Ted Hopp wrote:

Let me rephrase the point as a question:

 What in the encoding of 'Phoenician' characters in Unicode
 obliges anyone to use those characters for ancient Canaanite
 texts?

An analogous statement can be made of any script in Unicode. We can all
continue to use code pages or the myriad Hebrew fonts that put the glyphs at
Latin-0 code points. If the proposed Phoenician block can be so easily
ignored in encoding ancient Canaanite texts, then is the block really
needed?

Ironic to find myself arguing the other side of this debate, having been broadly sympathetic to the semiticist objections to the proposal, but here goes...


Note that I was not ever suggesting using myriad codepages, font hacks or other methods to encode ancient Canaanite texts. My point was that *within Unicode* one would have an option whether to encode these texts using the Hebrew characters or 'Phoenician' characters. The option, of course, may be a source of confusion, as choices often are. But my point is that no one is forced to choose one or the other.

There are people who do not want to distinguish the encoding of ancient Canaanite from square Aramaic. But there are also people who do want to distinguish them. Both groups of people include respected scholars and experts in their fields.

Somehow (how?) forcing the former group of people to use Phoenician characters for their texts would make them unhappy.
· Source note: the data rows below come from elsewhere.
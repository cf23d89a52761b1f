//! Error types for graph loading, quantization and code generation.

use thiserror::Error;

pub type Result<T> = std::result::Result<T, Error>;

#[derive(Debug, Error)]
pub enum Error {
    #[error("IO error: {0}")]
    Io(#[from] std::io::Error),

    #[error("JSON error: {0}")]
    Json(#[from] serde_json::Error),

    #[error("duplicate node name '{0}'")]
    DuplicateNode(String),

    #[error("invalid tensor reference '{0}'")]
    BadTensorRef(String),

    #[error("node '{node}': input '{input}' does not resolve to a node output")]
    DanglingInput { node: String, input: String },

    #[error("node '{node}': missing attribute '{attr}'")]
    MissingAttr { node: String, attr: String },

    #[error("node '{node}': invalid attribute '{attr}': {reason}")]
    InvalidAttr {
        node: String,
        attr: String,
        reason: String,
    },

    #[error("node '{node}': unsupported operator '{op}'")]
    UnsupportedOp { node: String, op: String },

    #[error("node '{node}': {reason}")]
    Topology { node: String, reason: String },

    #[error("constant '{node}' is empty")]
    EmptyTensor { node: String },

    #[error("constant '{node}' contains a non-finite value at index {index}")]
    NonFinite { node: String, index: usize },

    #[error(
        "constant '{node}': value {value} at index {index} overflows int8 with {frac_bits} fractional bits"
    )]
    Overflow {
        node: String,
        index: usize,
        value: f32,
        frac_bits: i32,
    },

    #[error("shift {symbol} = {value} is outside [0, 31]")]
    ShiftOutOfRange { symbol: String, value: i32 },

    #[error("shift {symbol} bound to both {existing} and {new}")]
    ConflictingShift {
        symbol: String,
        existing: i32,
        new: i32,
    },

    #[error("tensor '{tensor}' has no shift binding")]
    MissingShift { tensor: String },

    #[error("tensor '{tensor}' has rank {rank}; at most {max} dims are supported")]
    TooManyDims {
        tensor: String,
        rank: usize,
        max: usize,
    },

    #[error("graph mixes data layouts ({first} on '{first_node}', {second} on '{second_node}')")]
    MixedLayout {
        first: String,
        first_node: String,
        second: String,
        second_node: String,
    },

    #[error("graph has no emittable nodes")]
    EmptyGraph,

    #[error("invalid configuration: {0}")]
    Config(String),

    #[error("generated Rust module does not parse: {0}")]
    RustSyntax(#[from] syn::Error),
}

impl Error {
    pub(crate) fn topology(node: &str, reason: impl Into<String>) -> Self {
        Error::Topology {
            node: node.to_string(),
            reason: reason.into(),
        }
    }

    pub(crate) fn missing_attr(node: &str, attr: &str) -> Self {
        Error::MissingAttr {
            node: node.to_string(),
            attr: attr.to_string(),
        }
    }

    pub(crate) fn invalid_attr(node: &str, attr: &str, reason: impl Into<String>) -> Self {
        Error::InvalidAttr {
            node: node.to_string(),
            attr: attr.to_string(),
            reason: reason.into(),
        }
    }
}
Not separately encoding 'Phoenician' characters, so that there was no way to distinguish in plain text, would make the latter group of people unhappy.



What was insincere about my posting? Forgive me, but it seemed to me that
when you claim that Semiticists will be able to ignore the Phoenician block,
there is an implication that they will use something else. I never said that
they would have to ignore Unicode altogether, but they will have to develop
their own standards (agreements, if you prefer) for what that "something
else" will be.

But the whole basis of the discussion to that point had been that some semiticists wanted to use the existing Hebrew block. The 'something else' is Hebrew, already encoded in Unicode and supported my much existing software. As far as I could tell, no one was suggesting developing some 'new standard'.
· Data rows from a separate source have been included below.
//! Configuration loading and validation.
//!
//! ```toml
//! cluster_id = "5b1c5f3e-prod"
//!
//! [consul]
//! address = "http://127.0.0.1:8500"
//! token_env = "CONSUL_HTTP_TOKEN"
//!
//! [limits]
//! requests_per_second = 500
//! max_parallel_revokes = 64
//!
//! [policy]
//! check_role_policies = false
//!
//! [logging]
//! trace_revocations = false
//! timings = false
//! ```

use std::path::Path;

use serde::Deserialize;

use crate::acl::consul::{parse_base_url, DEFAULT_CONSUL_ADDRESS};
use crate::facade::FacadeOptions;
use crate::identity::IdentityRequest;
use crate::limiter::DEFAULT_REQUESTS_PER_SECOND;
use crate::revoker::DEFAULT_MAX_PARALLEL_REVOKES;

/// Top-level configuration.
#[derive(Debug, Deserialize)]
pub struct Config {
    /// Cluster id stamped into every token description.
    pub cluster_id: String,

    /// ACL service connection settings.
    #[serde(default)]
    pub consul: ConsulConfig,

    /// Outbound request limits.
    #[serde(default)]
    pub limits: LimitsConfig,

    /// Policy check behaviour.
    #[serde(default)]
    pub policy: PolicyConfig,

    /// Extra log targets layered over `RUST_LOG`.
    #[serde(default)]
    pub logging: LoggingConfig,
}

/// ACL service connection settings.
#[derive(Debug, Deserialize)]
pub struct ConsulConfig {
    /// Base HTTP(S) address of the Consul agent.
    #[serde(default = "default_address")]
    pub address: String,

    /// Environment variable name holding the management token.
    #[serde(default = "default_token_env")]
    pub token_env: String,

    /// Per-request timeout in seconds.
    #[serde(default = "default_request_timeout_secs")]
    pub request_timeout_secs: u64,
}

impl Default for ConsulConfig {
    fn default() -> Self {
        Self {
            address: default_address(),
            token_env: default_token_env(),
            request_timeout_secs: default_request_timeout_secs(),
        }
    }
}

/// Outbound request limits.
#[derive(Debug, Deserialize)]
pub struct LimitsConfig {
    /// Sustained requests per second across all call paths; burst equals this.
    #[serde(default = "default_requests_per_second")]
    pub requests_per_second: u32,

    /// Concurrent deletes per revocation batch.
    #[serde(default = "default_max_parallel_revokes")]
    pub max_parallel_revokes: usize,
}

impl Default for LimitsConfig {
    fn default() -> Self {
        Self {
            requests_per_second: default_requests_per_second(),
            max_parallel_revokes: default_max_parallel_revokes(),
        }
    }
}

/// Policy check behaviour.
#[derive(Debug, Default, Deserialize)]
pub struct PolicyConfig {
    /// Also evaluate policies granted through the credential's roles.
    #[serde(default)]
    pub check_role_policies: bool,
}

/// Extra log targets layered over `RUST_LOG`.
#[derive(Debug, Default, Clone, Deserialize)]
pub struct LoggingConfig {
    /// Log every individual revocation (task, alloc, node) at TRACE.
    #[serde(default)]
    pub trace_revocations: bool,

    /// Log per-operation latency observations from the `sidelegate::metrics` target.
    #[serde(default)]
    pub timings: bool,
}

// Default value functions for serde

fn default_address() -> String {
    DEFAULT_CONSUL_ADDRESS.to_owned()
}
fn default_token_env() -> String {
    "CONSUL_HTTP_TOKEN".to_owned()
}
fn default_request_timeout_secs() -> u64 {
    10
}
fn default_requests_per_second() -> u32 {
    DEFAULT_REQUESTS_PER_SECOND
}
fn default_max_parallel_revokes() -> usize {
    DEFAULT_MAX_PARALLEL_REVOKES
}

impl Config {
    /// Reject values that would make the facade unusable.
    ///
    /// # Errors
    ///
    /// Returns an error describing the first invalid field.
    pub fn validate(&self) -> anyhow::Result<()> {
        if self.cluster_id.trim().is_empty() {
            anyhow::bail!("cluster_id must not be empty");
        }
        if self.limits.requests_per_second == 0 {
            anyhow::bail!("limits.requests_per_second must be greater than zero");
        }
        if self.limits.max_parallel_revokes == 0 {
            anyhow::bail!("limits.max_parallel_revokes must be greater than zero");
        }
        if self.consul.request_timeout_secs == 0 {
            anyhow::bail!("consul.request_timeout_secs must be greater than zero");
        }
        parse_base_url(&self.consul.address)
            .map_err(|e| anyhow::anyhow!("consul.address: {e}"))?;
        Ok(())
    }

    /// Facade tunables derived from this config.
    pub fn facade_options(&self) -> FacadeOptions {
        FacadeOptions {
            requests_per_second: self.limits.requests_per_second,
            max_parallel_revokes: self.limits.max_parallel_revokes,
            check_role_policies: self.policy.check_role_policies,
        }
    }

    /// An identity request for a task in this cluster.
    pub fn identity_request(&self, alloc_id: &str, task_name: &str) -> IdentityRequest {
        IdentityRequest::new(self.cluster_id.clone(), alloc_id, task_name)
    }

    /// Read the management token from the configured environment variable.
    ///
    /// # Errors
    ///
    /// Returns an error if the variable is unset or blank.
    pub fn management_token(&self) -> anyhow::Result<String> {
        let value = std::env::var(&self.consul.token_env).map_err(|e| {
            anyhow::anyhow!(
                "failed to read management token from {}: {e}",
                self.consul.token_env
            )
        })?;
        if value.trim().is_empty() {
            anyhow::bail!("management token in {} is empty", self.consul.token_env);
        }
        Ok(value)
    }
}

/// Load and validate the config from a TOML file.
///
/// # Errors
///
/// Returns an error if the file cannot be read, parsed, or validated.
pub fn load_config(path: &Path) -> anyhow::Result<Config> {
    let contents = std::fs::read_to_string(path)
        .map_err(|e| anyhow::anyhow!("failed to read config at {}: {e}", path.display()))?;
    let config: Config = toml::from_str(&contents)
        .map_err(|e| anyhow::anyhow!("failed to parse config at {}: {e}", path.display()))?;
    config
        .validate()
        .map_err(|e| anyhow::anyhow!("invalid config at {}: {e}", path.display()))?;
    Ok(config)
}
//! Latency observations for ACL operations.
//!
//! Emission plumbing is left to the embedding process: the default
//! [`TracingLatency`] observer turns each observation into a `debug!` event
//! on the `sidelegate::metrics` target, which a subscriber layer can forward
//! to whatever metrics sink is in use.

use std::sync::Arc;
use std::time::Duration;

use tokio::time::Instant;
use tracing::debug;

/// Receives one observation per facade operation, success or failure.
pub trait LatencyObserver: Send + Sync {
    /// Record that `op` took `elapsed` and whether it succeeded.
    fn observe(&self, op: &'static str, elapsed: Duration, ok: bool);
}

/// Observer that logs observations through `tracing`.
#[derive(Debug, Default, Clone, Copy)]
pub struct TracingLatency;

impl LatencyObserver for TracingLatency {
    fn observe(&self, op: &'static str, elapsed: Duration, ok: bool) {
        debug!(
            target: "sidelegate::metrics",
            op,
            elapsed_us = u64::try_from(elapsed.as_micros()).unwrap_or(u64::MAX),
            ok,
            "acl operation timing"
        );
    }
}

/// Times an operation and reports it once.
///
/// A timer dropped before [`Timer::finish`] (the caller dropped the
/// operation's future) reports a failed observation.
pub(crate) struct Timer {
    observer: Option<Arc<dyn LatencyObserver>>,
    op: &'static str,
    started: Instant,
}

impl Timer {
    pub(crate) fn start(observer: &Arc<dyn LatencyObserver>, op: &'static str) -> Self {
        Self {
            observer: Some(Arc::clone(observer)),
            op,
            started: Instant::now(),
        }
    }

    /// Report the elapsed time, passing `result` through unchanged.
    pub(crate) fn finish<T, E>(mut self, result: Result<T, E>) -> Result<T, E> {
        self.report(result.is_ok());
        result
    }

    fn report(&mut self, ok: bool) {
        if let Some(observer) = self.observer.take() {
            observer.observe(self.op, self.started.elapsed(), ok);
        }
    }
}

impl Drop for Timer {
    fn drop(&mut self) {
        self.report(false);
    }
}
This frames the discussion in a way that ignores the coercive power of
Unicode in the marketplace.

One could, with only a little imagination, foresee that there will be
software packages that will only display Palaeo-Hebrew fonts for text
encoded in the 'Phoenician' block...

This frames the discussion in a way that ignores basic concepts of font and software interaction. A software package has no way of knowing whether the glyph encoded at U+05D4 is Aramaic square script, stam, rashi, modern cursive or palaeo-Hebrew. If your *text* is encoded using Hebrew characters, you can display it in any font that supports those characters, regardless of the glyph shape mapped to those characters in the font. If your text is encoded using Phoenician characters, the same applies: any font that supports those characters can be used.


Moreover, if anyone wanted to use Phoenician in some future http protocol,
Unicode conformance is required (at least so says the standard).

What does that have to do with how semiticists decide to encode *texts*? If you want to encode Palaeo-Hebrew texts using Hebrew characters, you are going to have a Hebrew document. Phoenician is only relevant at all if you decide to use Phoenician characters and produce a Phoenician document. This is what I mean when I say there is no reason not to ignore the Phoenician characters if they do not suit your purpose.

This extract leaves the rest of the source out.